Prepa PLS Anglais – Aviation English

Archive for category PLS 4 / SLP 4

U.S. DEFENSE – Sequestration Cuts Looming

As explained in the video here below, the U.S. military could undergo the most dangerous budgetary cuts ever.

As far as the Air Force is concerned, the 5th-generation fighter aircraft programs had widely been questioned already as a RAND study issued in 2008 (then withdrawn, following the Australian press statements about the JSF war game results), and the umpteen glitches encountered on the F-35 Lightning II shocked the public opinion. Not to mention the F-22 Raptor – its 67-billion-dollar program is questioned too as this amount of money, for instance, would be enough to finance the French defense budget for two years.

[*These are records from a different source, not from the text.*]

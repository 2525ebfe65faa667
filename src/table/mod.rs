//! Transition table: which events may fire while a resource is in a state.
//!
//! A table is built once, handed to an [`Engine`](crate::Engine), and never
//! mutated afterwards. It is plain data, so one table may be shared (via
//! `Arc`) across any number of engines and threads.
//!
//! A state that is present with an empty event list is a legal terminal
//! state. A state that is absent is unregistered, which dispatch reports
//! as a configuration error.

mod audit;

pub use audit::TableIssue;

use crate::core::{EventName, State};
use serde::{Deserialize, Serialize};
use std::collections::HashMap;

/// Mapping from [`State`] to the ordered list of permitted [`EventName`]s.
///
/// No validation happens at construction. Use [`TransitionTable::audit`]
/// to lint a table for likely authoring mistakes.
///
/// # Example
///
/// ```rust
/// use fsm_engine::{EventName, State, TransitionTable};
///
/// const ON: State = State::from_static("on");
/// const OFF: State = State::from_static("off");
/// const TURN_ON: EventName = EventName::from_static("TurnOn");
/// const TURN_OFF: EventName = EventName::from_static("TurnOff");
///
/// let table = TransitionTable::new()
///     .with_state(ON, [TURN_OFF])
///     .with_state(OFF, [TURN_ON]);
///
/// assert!(table.permits(&ON, &TURN_OFF));
/// assert!(!table.permits(&ON, &TURN_ON));
/// ```
#[derive(Clone, Debug, Default, PartialEq, Serialize, Deserialize)]
#[serde(transparent)]
pub struct TransitionTable {
    states: HashMap<State, Vec<EventName>>,
}

impl TransitionTable {
    /// Create an empty table.
    pub fn new() -> Self {
        Self {
            states: HashMap::new(),
        }
    }

    /// Register the permitted events for a state.
    ///
    /// Registering the same state twice replaces the earlier entry.
    pub fn with_state<I>(mut self, state: State, events: I) -> Self
    where
        I: IntoIterator<Item = EventName>,
    {
        self.states.insert(state, events.into_iter().collect());
        self
    }

    /// Permitted events for `state`, in table order.
    ///
    /// Returns `None` when the state has no entry at all, and an empty
    /// slice for a registered terminal state.
    pub fn events_for(&self, state: &State) -> Option<&[EventName]> {
        self.states.get(state).map(Vec::as_slice)
    }

    pub fn contains_state(&self, state: &State) -> bool {
        self.states.contains_key(state)
    }

    /// Check whether `event` is permitted while in `state`.
    pub fn permits(&self, state: &State, event: &EventName) -> bool {
        self.events_for(state)
            .is_some_and(|events| events.iter().any(|e| e == event))
    }

    /// Registered states, in no particular order.
    pub fn states(&self) -> impl Iterator<Item = &State> {
        self.states.keys()
    }

    /// Iterate over every entry, in no particular order.
    pub fn iter(&self) -> impl Iterator<Item = (&State, &[EventName])> {
        self.states.iter().map(|(s, e)| (s, e.as_slice()))
    }

    pub fn len(&self) -> usize {
        self.states.len()
    }

    pub fn is_empty(&self) -> bool {
        self.states.is_empty()
    }
}

impl From<HashMap<State, Vec<EventName>>> for TransitionTable {
    fn from(states: HashMap<State, Vec<EventName>>) -> Self {
        Self { states }
    }
}

impl FromIterator<(State, Vec<EventName>)> for TransitionTable {
    fn from_iter<T: IntoIterator<Item = (State, Vec<EventName>)>>(iter: T) -> Self {
        Self {
            states: iter.into_iter().collect(),
        }
    }
}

The F-22 air supremacy stealth fighter had numerous problems – Flight control software errors, OBOGS (On-Board Oxygen Generating System) investigated after U.S. pilots reported dizziness; and “Raptor cough“, MADL (Multifunction Advanced Data Link) has been delayed, the U.S. 5th generation fighterjets – either JSF or RAPTOR – cannot outperform the 4.5-generation Dassault RAFALE multirole fighter aircraft in DACT (Dissimilar Air Combat Training), and so on. It is the taxpayers who must pay for this.

What will happen? Nobody knows. Leon Panetta, the Secretary of Defense, has already stated that “full sequestration would be devastating to DoD and the defense industry.” The US military power could become a “paper tiger unable to keep up with potential adversaries.” He added later, and – “In effect, it invites aggression.”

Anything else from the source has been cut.